About this task - Copy every record word for word.

Data provided -
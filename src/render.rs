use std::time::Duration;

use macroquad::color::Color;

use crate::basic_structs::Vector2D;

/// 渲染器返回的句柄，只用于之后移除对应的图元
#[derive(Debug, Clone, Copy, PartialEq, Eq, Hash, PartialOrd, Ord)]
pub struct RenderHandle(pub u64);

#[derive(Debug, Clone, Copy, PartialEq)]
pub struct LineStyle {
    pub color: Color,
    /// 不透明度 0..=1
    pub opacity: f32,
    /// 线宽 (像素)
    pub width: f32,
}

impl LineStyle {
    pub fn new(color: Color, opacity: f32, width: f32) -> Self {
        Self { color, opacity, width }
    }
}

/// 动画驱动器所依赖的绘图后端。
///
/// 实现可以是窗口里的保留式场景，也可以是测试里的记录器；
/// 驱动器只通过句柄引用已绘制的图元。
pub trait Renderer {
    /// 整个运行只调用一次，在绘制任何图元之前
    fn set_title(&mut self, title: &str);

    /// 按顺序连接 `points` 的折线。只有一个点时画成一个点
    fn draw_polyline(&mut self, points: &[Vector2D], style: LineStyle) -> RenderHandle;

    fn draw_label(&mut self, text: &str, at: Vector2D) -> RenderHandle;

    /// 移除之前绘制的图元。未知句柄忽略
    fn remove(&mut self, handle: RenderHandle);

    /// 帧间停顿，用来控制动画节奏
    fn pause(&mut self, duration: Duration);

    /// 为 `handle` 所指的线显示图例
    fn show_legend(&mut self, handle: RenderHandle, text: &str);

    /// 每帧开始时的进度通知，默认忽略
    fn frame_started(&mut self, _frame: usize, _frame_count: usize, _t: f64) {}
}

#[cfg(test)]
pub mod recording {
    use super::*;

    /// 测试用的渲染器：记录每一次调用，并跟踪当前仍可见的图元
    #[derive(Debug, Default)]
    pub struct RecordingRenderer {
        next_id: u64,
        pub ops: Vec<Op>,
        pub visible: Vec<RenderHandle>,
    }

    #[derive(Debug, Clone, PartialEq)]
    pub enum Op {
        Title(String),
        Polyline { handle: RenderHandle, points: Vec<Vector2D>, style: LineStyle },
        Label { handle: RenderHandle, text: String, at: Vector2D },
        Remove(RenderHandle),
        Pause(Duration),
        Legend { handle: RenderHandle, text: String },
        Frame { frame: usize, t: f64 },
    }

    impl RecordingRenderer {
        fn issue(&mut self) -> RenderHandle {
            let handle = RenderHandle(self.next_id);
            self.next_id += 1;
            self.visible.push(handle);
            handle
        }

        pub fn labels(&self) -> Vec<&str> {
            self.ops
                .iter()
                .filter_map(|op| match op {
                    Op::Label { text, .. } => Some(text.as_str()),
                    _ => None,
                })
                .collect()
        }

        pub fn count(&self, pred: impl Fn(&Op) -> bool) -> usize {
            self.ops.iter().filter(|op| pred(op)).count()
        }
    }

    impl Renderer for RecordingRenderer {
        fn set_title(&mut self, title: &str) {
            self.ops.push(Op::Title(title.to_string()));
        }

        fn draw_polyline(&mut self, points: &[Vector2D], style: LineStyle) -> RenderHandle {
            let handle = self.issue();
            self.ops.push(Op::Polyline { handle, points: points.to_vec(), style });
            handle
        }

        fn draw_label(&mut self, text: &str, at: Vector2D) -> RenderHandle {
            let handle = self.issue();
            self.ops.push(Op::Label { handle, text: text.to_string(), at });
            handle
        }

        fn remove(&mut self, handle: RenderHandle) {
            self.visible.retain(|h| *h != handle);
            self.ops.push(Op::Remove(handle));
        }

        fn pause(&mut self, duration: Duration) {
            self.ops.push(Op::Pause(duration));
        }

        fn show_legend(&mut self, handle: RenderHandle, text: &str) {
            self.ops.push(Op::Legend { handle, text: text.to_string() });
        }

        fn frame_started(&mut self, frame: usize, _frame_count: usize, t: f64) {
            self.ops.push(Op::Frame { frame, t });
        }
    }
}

Result of the task -
filename src/render.rs
use std::time::Duration;

use macroquad::color::Color;

use crate::basic_structs::Vector2D;

/// 渲染器返回的句柄，只用于之后移除对应的图元
#[derive(Debug, Clone, Copy, PartialEq, Eq, Hash, PartialOrd, Ord)]
pub struct RenderHandle(pub u64);

#[derive(Debug, Clone, Copy, PartialEq)]
pub struct LineStyle {
    pub color: Color,
    /// 不透明度 0..=1
    pub opacity: f32,
    /// 线宽 (像素)
    pub width: f32,
}

impl LineStyle {
    pub fn new(color: Color, opacity: f32, width: f32) -> Self {
        Self { color, opacity, width }
    }
}

/// 动画驱动器所依赖的绘图后端。
///
/// 实现可以是窗口里的保留式场景，也可以是测试里的记录器；
/// 驱动器只通过句柄引用已绘制的图元。
pub trait Renderer {
    /// 整个运行只调用一次，在绘制任何图元之前
    fn set_title(&mut self, title: &str);

    /// 按顺序连接 `points` 的折线。只有一个点时画成一个点
    fn draw_polyline(&mut self, points: &[Vector2D], style: LineStyle) -> RenderHandle;

    fn draw_label(&mut self, text: &str, at: Vector2D) -> RenderHandle;

    /// 移除之前绘制的图元。未知句柄忽略
    fn remove(&mut self, handle: RenderHandle);

    /// 帧间停顿，用来控制动画节奏
    fn pause(&mut self, duration: Duration);

    /// 为 `handle` 所指的线显示图例
    fn show_legend(&mut self, handle: RenderHandle, text: &str);

    /// 每帧开始时的进度通知，默认忽略
    fn frame_started(&mut self, _frame: usize, _frame_count: usize, _t: f64) {}
}

#[cfg(test)]
pub mod recording {
    use super::*;

    /// 测试用的渲染器：记录每一次调用，并跟踪当前仍可见的图元
    #[derive(Debug, Default)]
    pub struct RecordingRenderer {
        next_id: u64,
        pub ops: Vec<Op>,
        pub visible: Vec<RenderHandle>,
    }

    #[derive(Debug, Clone, PartialEq)]
    pub enum Op {
        Title(String),
        Polyline { handle: RenderHandle, points: Vec<Vector2D>, style: LineStyle },
        Label { handle: RenderHandle, text: String, at: Vector2D },
        Remove(RenderHandle),
        Pause(Duration),
        Legend { handle: RenderHandle, text: String },
        Frame { frame: usize, t: f64 },
    }

    impl RecordingRenderer {
        fn issue(&mut self) -> RenderHandle {
            let handle = RenderHandle(self.next_id);
            self.next_id += 1;
            self.visible.push(handle);
            handle
        }

        pub fn labels(&self) -> Vec<&str> {
            self.ops
                .iter()
                .filter_map(|op| match op {
                    Op::Label { text, .. } => Some(text.as_str()),
                    _ => None,
                })
                .collect()
        }

        pub fn count(&self, pred: impl Fn(&Op) -> bool) -> usize {
            self.ops.iter().filter(|op| pred(op)).count()
        }
    }

    impl Renderer for RecordingRenderer {
        fn set_title(&mut self, title: &str) {
            self.ops.push(Op::Title(title.to_string()));
        }

        fn draw_polyline(&mut self, points: &[Vector2D], style: LineStyle) -> RenderHandle {
            let handle = self.issue();
            self.ops.push(Op::Polyline { handle, points: points.to_vec(), style });
            handle
        }

        fn draw_label(&mut self, text: &str, at: Vector2D) -> RenderHandle {
            let handle = self.issue();
            self.ops.push(Op::Label { handle, text: text.to_string(), at });
            handle
        }

        fn remove(&mut self, handle: RenderHandle) {
            self.visible.retain(|h| *h != handle);
            self.ops.push(Op::Remove(handle));
        }

        fn pause(&mut self, duration: Duration) {
            self.ops.push(Op::Pause(duration));
        }

        fn show_legend(&mut self, handle: RenderHandle, text: &str) {
            self.ops.push(Op::Legend { handle, text: text.to_string() });
        }

        fn frame_started(&mut self, frame: usize, _frame_count: usize, t: f64) {
            self.ops.push(Op::Frame { frame, t });
        }
    }
}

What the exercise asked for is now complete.